## Records for this exercise
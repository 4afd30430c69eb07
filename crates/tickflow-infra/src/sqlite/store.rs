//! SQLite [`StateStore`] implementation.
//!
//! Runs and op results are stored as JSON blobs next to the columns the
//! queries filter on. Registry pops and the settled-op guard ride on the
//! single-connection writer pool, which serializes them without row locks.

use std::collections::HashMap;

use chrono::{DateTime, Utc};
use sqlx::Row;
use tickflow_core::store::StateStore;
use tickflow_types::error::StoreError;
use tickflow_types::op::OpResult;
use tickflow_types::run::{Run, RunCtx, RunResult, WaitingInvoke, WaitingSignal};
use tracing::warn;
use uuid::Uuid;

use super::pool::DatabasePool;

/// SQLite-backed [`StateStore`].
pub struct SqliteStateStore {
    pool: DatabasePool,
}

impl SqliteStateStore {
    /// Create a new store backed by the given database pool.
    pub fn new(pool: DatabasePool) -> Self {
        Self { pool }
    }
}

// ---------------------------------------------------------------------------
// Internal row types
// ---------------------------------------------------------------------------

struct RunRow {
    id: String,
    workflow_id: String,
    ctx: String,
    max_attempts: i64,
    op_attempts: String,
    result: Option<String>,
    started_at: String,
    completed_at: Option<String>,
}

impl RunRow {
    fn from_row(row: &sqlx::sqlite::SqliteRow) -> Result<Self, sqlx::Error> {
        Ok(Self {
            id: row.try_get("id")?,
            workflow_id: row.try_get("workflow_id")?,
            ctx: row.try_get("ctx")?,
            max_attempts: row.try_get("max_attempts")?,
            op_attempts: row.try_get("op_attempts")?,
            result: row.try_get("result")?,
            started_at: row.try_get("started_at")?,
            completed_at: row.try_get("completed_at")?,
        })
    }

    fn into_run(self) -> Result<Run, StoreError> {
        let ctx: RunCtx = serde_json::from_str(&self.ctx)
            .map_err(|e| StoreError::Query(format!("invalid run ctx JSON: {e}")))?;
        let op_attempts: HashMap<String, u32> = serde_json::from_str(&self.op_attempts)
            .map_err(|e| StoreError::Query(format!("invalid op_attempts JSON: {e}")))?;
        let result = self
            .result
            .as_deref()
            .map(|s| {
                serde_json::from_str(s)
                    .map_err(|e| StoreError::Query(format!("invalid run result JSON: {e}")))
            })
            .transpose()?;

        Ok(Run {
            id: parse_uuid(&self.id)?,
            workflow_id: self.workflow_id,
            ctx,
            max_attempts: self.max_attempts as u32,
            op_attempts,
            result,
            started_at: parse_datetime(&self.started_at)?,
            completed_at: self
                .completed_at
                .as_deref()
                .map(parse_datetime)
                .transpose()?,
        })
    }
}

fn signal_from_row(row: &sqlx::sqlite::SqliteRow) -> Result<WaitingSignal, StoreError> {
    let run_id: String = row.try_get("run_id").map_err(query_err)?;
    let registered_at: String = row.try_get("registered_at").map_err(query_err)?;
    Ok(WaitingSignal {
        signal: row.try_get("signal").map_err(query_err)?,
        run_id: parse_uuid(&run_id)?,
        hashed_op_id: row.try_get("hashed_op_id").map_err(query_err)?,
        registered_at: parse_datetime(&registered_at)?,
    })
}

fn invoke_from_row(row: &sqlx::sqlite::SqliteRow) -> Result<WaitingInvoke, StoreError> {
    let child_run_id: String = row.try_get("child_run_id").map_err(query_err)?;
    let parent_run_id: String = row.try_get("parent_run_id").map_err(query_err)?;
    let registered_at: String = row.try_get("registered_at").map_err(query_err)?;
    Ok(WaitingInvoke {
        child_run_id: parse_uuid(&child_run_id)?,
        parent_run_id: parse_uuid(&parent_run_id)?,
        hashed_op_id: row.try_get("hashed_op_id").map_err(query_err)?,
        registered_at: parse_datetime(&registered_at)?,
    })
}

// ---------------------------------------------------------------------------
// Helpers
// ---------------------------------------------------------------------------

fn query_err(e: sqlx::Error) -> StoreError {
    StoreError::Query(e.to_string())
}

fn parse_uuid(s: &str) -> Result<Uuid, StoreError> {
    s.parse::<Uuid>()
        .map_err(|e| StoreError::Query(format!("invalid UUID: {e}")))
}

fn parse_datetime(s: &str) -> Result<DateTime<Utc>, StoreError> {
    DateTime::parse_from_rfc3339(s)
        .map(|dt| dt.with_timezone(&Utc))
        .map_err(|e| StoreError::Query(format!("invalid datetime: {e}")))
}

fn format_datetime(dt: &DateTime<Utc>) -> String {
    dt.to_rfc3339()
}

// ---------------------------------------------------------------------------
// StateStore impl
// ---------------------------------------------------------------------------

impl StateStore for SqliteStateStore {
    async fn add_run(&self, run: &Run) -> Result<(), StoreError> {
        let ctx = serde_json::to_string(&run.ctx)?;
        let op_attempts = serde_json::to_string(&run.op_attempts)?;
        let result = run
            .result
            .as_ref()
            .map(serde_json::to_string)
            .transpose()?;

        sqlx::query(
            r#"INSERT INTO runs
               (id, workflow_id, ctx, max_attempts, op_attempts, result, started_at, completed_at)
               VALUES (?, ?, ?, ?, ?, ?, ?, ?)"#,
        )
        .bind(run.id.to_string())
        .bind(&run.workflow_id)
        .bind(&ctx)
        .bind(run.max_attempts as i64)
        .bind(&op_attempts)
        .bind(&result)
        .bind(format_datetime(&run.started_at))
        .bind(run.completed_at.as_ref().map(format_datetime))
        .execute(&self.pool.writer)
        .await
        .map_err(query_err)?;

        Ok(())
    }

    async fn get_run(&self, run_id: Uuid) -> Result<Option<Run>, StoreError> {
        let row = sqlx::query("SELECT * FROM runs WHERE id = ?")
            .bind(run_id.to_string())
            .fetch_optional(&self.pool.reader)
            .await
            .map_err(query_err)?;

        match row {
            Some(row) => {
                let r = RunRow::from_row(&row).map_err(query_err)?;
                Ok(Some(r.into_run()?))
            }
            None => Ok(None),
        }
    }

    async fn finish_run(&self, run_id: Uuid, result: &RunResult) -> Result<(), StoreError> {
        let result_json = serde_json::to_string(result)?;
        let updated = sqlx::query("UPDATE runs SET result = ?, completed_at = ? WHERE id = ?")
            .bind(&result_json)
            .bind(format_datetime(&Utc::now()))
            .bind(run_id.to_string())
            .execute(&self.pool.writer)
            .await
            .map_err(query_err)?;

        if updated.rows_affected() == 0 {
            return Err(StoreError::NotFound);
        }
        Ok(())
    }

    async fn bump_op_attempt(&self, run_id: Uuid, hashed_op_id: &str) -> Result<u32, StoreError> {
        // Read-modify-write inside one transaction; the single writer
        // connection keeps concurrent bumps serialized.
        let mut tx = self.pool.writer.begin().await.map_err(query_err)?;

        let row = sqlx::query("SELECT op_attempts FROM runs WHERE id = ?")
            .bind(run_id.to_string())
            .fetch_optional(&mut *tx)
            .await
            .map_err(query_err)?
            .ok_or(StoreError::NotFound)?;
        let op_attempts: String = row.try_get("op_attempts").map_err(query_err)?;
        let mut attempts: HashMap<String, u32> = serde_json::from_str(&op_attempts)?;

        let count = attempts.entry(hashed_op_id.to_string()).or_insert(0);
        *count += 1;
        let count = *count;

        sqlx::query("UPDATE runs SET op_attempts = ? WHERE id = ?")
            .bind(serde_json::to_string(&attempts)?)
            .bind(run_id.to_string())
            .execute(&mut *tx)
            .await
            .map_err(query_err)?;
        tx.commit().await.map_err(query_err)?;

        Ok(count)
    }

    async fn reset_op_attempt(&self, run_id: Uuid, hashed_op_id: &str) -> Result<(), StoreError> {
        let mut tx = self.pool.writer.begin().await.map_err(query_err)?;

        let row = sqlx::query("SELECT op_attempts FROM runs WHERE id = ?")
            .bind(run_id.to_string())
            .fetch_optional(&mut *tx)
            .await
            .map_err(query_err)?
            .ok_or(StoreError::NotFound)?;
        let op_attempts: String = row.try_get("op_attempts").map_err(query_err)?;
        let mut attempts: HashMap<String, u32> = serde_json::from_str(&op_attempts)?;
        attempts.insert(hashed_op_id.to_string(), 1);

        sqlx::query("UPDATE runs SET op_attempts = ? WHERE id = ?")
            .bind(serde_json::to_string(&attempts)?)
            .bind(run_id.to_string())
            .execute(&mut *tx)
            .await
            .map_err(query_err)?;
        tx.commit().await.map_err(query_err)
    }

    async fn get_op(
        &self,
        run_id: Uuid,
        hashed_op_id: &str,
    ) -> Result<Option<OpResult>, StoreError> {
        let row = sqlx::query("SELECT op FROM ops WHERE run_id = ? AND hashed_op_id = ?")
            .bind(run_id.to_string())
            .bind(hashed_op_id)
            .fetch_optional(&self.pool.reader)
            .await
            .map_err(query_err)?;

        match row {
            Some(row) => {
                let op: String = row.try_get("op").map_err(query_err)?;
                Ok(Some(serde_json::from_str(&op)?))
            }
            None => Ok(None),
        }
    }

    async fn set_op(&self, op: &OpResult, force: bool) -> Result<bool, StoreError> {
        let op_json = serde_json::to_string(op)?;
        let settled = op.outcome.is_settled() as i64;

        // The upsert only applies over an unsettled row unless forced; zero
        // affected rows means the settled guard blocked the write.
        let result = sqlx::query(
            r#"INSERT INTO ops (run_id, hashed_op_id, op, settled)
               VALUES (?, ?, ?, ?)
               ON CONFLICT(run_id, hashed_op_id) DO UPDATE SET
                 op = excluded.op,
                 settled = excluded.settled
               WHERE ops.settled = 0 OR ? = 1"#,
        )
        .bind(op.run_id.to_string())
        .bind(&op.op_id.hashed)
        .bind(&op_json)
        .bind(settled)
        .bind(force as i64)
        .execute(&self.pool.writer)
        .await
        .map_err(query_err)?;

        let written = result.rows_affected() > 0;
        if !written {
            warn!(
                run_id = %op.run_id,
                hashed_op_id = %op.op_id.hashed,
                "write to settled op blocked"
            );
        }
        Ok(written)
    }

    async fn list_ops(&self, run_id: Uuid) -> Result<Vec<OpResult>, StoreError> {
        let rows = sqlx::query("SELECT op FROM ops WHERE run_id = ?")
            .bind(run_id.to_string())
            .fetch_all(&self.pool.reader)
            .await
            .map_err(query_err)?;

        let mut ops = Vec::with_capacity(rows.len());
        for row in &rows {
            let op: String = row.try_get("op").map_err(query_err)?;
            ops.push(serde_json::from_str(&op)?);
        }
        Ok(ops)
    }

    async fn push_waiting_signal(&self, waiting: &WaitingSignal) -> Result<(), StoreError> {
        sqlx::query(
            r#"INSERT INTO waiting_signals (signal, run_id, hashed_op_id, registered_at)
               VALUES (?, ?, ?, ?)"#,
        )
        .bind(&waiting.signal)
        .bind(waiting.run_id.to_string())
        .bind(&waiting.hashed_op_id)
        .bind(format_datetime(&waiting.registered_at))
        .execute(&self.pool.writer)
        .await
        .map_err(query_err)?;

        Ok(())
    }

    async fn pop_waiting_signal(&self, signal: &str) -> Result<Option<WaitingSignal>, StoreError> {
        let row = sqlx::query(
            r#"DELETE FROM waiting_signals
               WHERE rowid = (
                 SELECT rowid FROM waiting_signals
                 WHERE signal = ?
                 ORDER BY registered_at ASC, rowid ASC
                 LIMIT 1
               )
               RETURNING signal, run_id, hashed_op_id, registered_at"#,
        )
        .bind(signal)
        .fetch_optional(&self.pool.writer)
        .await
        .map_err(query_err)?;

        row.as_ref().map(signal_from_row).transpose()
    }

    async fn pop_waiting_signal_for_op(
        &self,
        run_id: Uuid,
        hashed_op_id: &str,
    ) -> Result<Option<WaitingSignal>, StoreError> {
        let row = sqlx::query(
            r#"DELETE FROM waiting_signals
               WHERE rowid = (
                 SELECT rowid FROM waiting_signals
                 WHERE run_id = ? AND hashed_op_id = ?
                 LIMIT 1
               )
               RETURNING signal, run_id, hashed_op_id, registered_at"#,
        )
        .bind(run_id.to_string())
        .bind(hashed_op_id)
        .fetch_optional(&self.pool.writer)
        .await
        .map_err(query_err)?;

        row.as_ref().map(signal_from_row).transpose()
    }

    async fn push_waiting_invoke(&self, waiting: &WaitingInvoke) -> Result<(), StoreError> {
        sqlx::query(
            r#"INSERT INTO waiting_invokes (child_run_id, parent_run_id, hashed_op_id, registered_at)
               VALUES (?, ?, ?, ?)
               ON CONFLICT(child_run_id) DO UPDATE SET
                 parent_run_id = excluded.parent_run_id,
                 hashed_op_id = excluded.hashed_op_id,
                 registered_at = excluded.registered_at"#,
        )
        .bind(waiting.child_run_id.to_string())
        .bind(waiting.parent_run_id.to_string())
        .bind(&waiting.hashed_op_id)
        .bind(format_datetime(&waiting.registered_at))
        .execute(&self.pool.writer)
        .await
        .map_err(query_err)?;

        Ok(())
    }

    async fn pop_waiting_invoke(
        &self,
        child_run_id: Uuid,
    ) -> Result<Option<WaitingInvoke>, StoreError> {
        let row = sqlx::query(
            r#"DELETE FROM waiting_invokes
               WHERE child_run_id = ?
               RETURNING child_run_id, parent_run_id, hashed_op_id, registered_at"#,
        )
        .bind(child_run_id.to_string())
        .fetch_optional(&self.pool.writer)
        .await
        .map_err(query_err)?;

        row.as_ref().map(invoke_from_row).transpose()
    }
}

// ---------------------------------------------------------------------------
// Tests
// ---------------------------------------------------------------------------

## Exercise goal
Copy out each line in the listing that has the word "invalid".

## Exercise result
            .map_err(|e| StoreError::Query(format!("invalid run ctx JSON: {e}")))?;
            .map_err(|e| StoreError::Query(format!("invalid op_attempts JSON: {e}")))?;
                    .map_err(|e| StoreError::Query(format!("invalid run result JSON: {e}")))
        .map_err(|e| StoreError::Query(format!("invalid UUID: {e}")))
        .map_err(|e| StoreError::Query(format!("invalid datetime: {e}")))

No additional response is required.